UCCS softball pitcher Smith back after taking year off to care for brother
Becca Smith knows all about curveballs.
As a star pitcher for the Colorado-Colorado Springs softball team, she confounds hitters.
A little over a year ago, life threw her a curveball that would change her forever. It changed many lives.
Coming off a 2011 season in which she earned second-team all-Rocky Mountain Athletic Conference honors, Smith was poised to have a huge senior year in 2012 with a loaded UCCS offense to support her.
Instead, she would be the one giving support. Her brother, Brett, had been battling leukemia and his last, best hope was to go to MD Anderson Cancer Center in Houston for a stem cell transplant. After a series of delays, Smith's parents - who live in Iowa - had used up their leave from work.
So on Jan. 10, weeks short of the beginning of softball season, Becca went to Houston to care for Brett, leaving her education and athletic career in limbo.
When informed of her situation, UCCS coach Scott Peterson simply said, "You have to go."
"When Becca told me she would have to leave, we knew it was the right decision," he said. "It was the perfect decision; an adult decision, a family decision and it was the right thing to do."
Becca became a full-time caregiver. Her life, which had revolved around academics and athletics for so long, was dedicated to Brett and his needs. She was his sister, his nurse and his lifeline. Maintaining any sort of balance was difficult.
"People are always telling you to take care of yourself, too," Becca said. "It's easy to get caught up in feeling bad for your family member and wanting to be there for them all of the time and not taking care of yourself."
Being without Becca didn't come without consequence for the Mountain Lions. A team that finished fifth nationally with a .351 batting average managed a pedestrian 22-23 record. A top pitcher like Smith could have easily meant a 10-game swing.
Her absence had a profound positive effect of their outlook. When faced with difficulties, thoughts would go back to Becca - and even more to Brett.
"When kids thought things were getting tough, we would say 'Are you serious? You think this is tough?'" Peterson said. "'This is just softball. This isn't that tough. What Becca and her family are going through, that's tough.'"
It was tough. And ultimately tragic.
Brett had his transplant Feb. 3. While a deterioration of his condition was expected, he landed in intensive care by early March, where he was twice put on life support because of fluid in his lungs.
By early April, he seemed to be on the mend.
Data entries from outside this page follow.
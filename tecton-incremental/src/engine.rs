//! Services shared by every layer proxy of one graph

use crate::config::EngineConfig;
use crate::rfg_index::ReconstructedGeometryIndex;
use std::sync::Arc;
use tecton_model::{DefaultGeometryService, FeatureStore, GeometryService};

/// Configuration and collaborators handed to each proxy at construction.
#[derive(Debug, Clone)]
pub struct EngineContext {
    pub config: Arc<EngineConfig>,
    pub feature_store: Arc<FeatureStore>,
    pub geometry_service: Arc<dyn GeometryService>,
    pub reconstructed_geometry_index: Arc<ReconstructedGeometryIndex>,
}

impl EngineContext {
    pub fn new(config: EngineConfig) -> Self {
        EngineContext {
            config: Arc::new(config),
            feature_store: Arc::new(FeatureStore::new()),
            geometry_service: Arc::new(DefaultGeometryService),
            reconstructed_geometry_index: Arc::new(ReconstructedGeometryIndex::new()),
        }
    }

    /// Replace the geometry service used for topological assembly.
    pub fn with_geometry_service(mut self, service: Arc<dyn GeometryService>) -> Self {
        self.geometry_service = service;
        self
    }

    pub fn with_feature_store(mut self, store: Arc<FeatureStore>) -> Self {
        self.feature_store = store;
        self
    }
}

impl Default for EngineContext {
    fn default() -> Self {
        Self::new(EngineConfig::default())
    }
}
Becca's mother, Carmen, came to take over Brett's care on April 12, a Wednesday. Becca flew back to Colorado on Thursday and Friday and watched her teammates split a doubleheader against Regis. That same day, Brett, who had been seemingly cancer-free for 70 days, walked for the first time since his procedure.
But on Sunday, Becca got a stunning call. Brett's cancer had returned - aggressively. Monday, Brett passed away.
The team, which had already observed National Leukemia Day by wearing orange jerseys and ribbons, all dyed a streak of their hair orange in Brett's memory.
Becca returned to UCCS this fall. Peterson excused her from the team's 6 a.m. fall practices so she could complete the student-teaching requirement for her impending degree in special education. The university welcomed her back with open and accommodating arms.
So did her team, many of whom are still sporting an odd, blondish streak in their hair where the orange has worn off. She is 4-2 with a 3.53 ERA and leads the RMAC (over 15 innings) in strikeouts per game at 7.65. The team's home opener is at 10 a.m. Saturday.
Besides the solid stats, she sports a new outlook.
"I think I've learned to stay very positive with life and always try to find the good things in any situation," she said. "Always stay positive about things. When you hit crappy situations like that, that's all you can do.
"If you sit there and think about how bad it is, you're just going to go down with it."
Aside from her attitude, her experience as a caregiver has had another consequence, one that would be a living legacy to her brother.
She would like to return to school and become a nurse.